== Data for processing ==
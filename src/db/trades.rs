//! Derived trade state, one row per symbol

use crate::db::models::{NewTrade, TradeRow};
use crate::error::Result;
use rusqlite::{params, Connection, OptionalExtension};

/// Bulk-upsert trade rows keyed on symbol. A re-derived trade for an
/// existing symbol updates the row in place (latest status wins); the
/// original trade id is kept stable. Call inside an open transaction.
pub fn upsert_all(conn: &Connection, rows: &[NewTrade]) -> Result<()> {
    let mut stmt = conn.prepare(
        r#"
        INSERT INTO trades (id, alert_id, symbol, status, ts, created_at, updated_at)
        VALUES (?1, ?2, ?3, ?4, ?5, datetime('now'), datetime('now'))
        ON CONFLICT(symbol) DO UPDATE SET
            alert_id = excluded.alert_id,
            status = excluded.status,
            ts = excluded.ts,
            updated_at = datetime('now')
        "#,
    )?;

    for row in rows {
        stmt.execute(params![row.id, row.alert_id, row.symbol, row.status, row.ts])?;
    }

    Ok(())
}

/// Count trade rows
pub fn count(conn: &Connection) -> Result<i64> {
    let count = conn.query_row("SELECT COUNT(*) FROM trades", [], |row| row.get(0))?;
    Ok(count)
}

/// Fetch the trade for a symbol, if any
pub fn get_by_symbol(conn: &Connection, symbol: &str) -> Result<Option<TradeRow>> {
    let row = conn
        .query_row(
            r#"
            SELECT id, alert_id, symbol, status, ts, created_at, updated_at
            FROM trades
            WHERE symbol = ?1
            "#,
            [symbol],
            |row| {
                Ok(TradeRow {
                    id: row.get(0)?,
                    alert_id: row.get(1)?,
                    symbol: row.get(2)?,
                    status: row.get(3)?,
                    ts: row.get(4)?,
                    created_at: row.get(5)?,
                    updated_at: row.get(6)?,
                })
            },
        )
        .optional()?;

    Ok(row)
}
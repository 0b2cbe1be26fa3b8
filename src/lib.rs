//! Alert relay - webhook ingestion with batched persistence
//!
//! Accepts small JSON alert events over HTTP, buffers them in memory,
//! periodically flushes bounded batches into SQLite (alerts append-only,
//! trades upserted per symbol) and forwards each accepted alert to an
//! external trading API on a best-effort basis.

pub mod config;
pub mod db;
pub mod drainer;
pub mod error;
pub mod forwarder;
pub mod models;
pub mod queue;
pub mod server;
pub mod state;
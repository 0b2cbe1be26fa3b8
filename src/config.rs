//! Environment-driven configuration
//!
//! Loaded once at startup and immutable afterwards. A `.env` file in the
//! working directory is honored (see `main`), real environment variables
//! take precedence.

use crate::error::{AppError, Result};
use std::env;
use std::path::PathBuf;
use std::time::Duration;

/// Service configuration
#[derive(Debug, Clone)]
pub struct Config {
    /// Bind address for the HTTP server
    pub host: String,
    pub port: u16,

    /// SQLite database file
    pub database_path: PathBuf,

    /// Base URL of the external trading API
    pub exchange_api_url: String,

    /// Timeout for each forwarded call
    pub exchange_timeout: Duration,

    /// Ceiling on alerts flushed per drain cycle
    pub max_batch_size: usize,

    /// Period between drain cycles
    pub drain_interval: Duration,

    /// Run one drain cycle immediately at startup instead of waiting
    /// for the first full period
    pub drain_on_start: bool,
}

impl Config {
    /// Read configuration from the environment
    pub fn from_env() -> Result<Self> {
        Ok(Self {
            host: env_or("HOST", "127.0.0.1"),
            port: env_parse("PORT", 5000)?,
            database_path: PathBuf::from(env_or("DATABASE_PATH", "alert_relay.db")),
            exchange_api_url: env_or("EXCHANGE_API_URL", "https://reqres.in"),
            exchange_timeout: Duration::from_secs(env_parse("EXCHANGE_TIMEOUT_SECS", 5)?),
            max_batch_size: env_parse("DB_MAX_BATCH_SIZE", 100)?,
            drain_interval: Duration::from_secs(env_parse("DRAIN_INTERVAL_SECS", 10)?),
            drain_on_start: env_parse("DRAIN_ON_START", false)?,
        })
    }

    pub fn bind_addr(&self) -> String {
        format!("{}:{}", self.host, self.port)
    }
}

fn env_or(name: &str, default: &str) -> String {
    env::var(name).unwrap_or_else(|_| default.to_string())
}

fn env_parse<T: std::str::FromStr>(name: &str, default: T) -> Result<T> {
    match env::var(name) {
        Ok(raw) => raw
            .parse()
            .map_err(|_| AppError::Config(format!("Invalid value '{}' for {}", raw, name))),
        Err(_) => Ok(default),
    }
}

== Task prompt ==
The answer must be a single number: how many lines of the data include the string "SELECT".

== Task response ==
2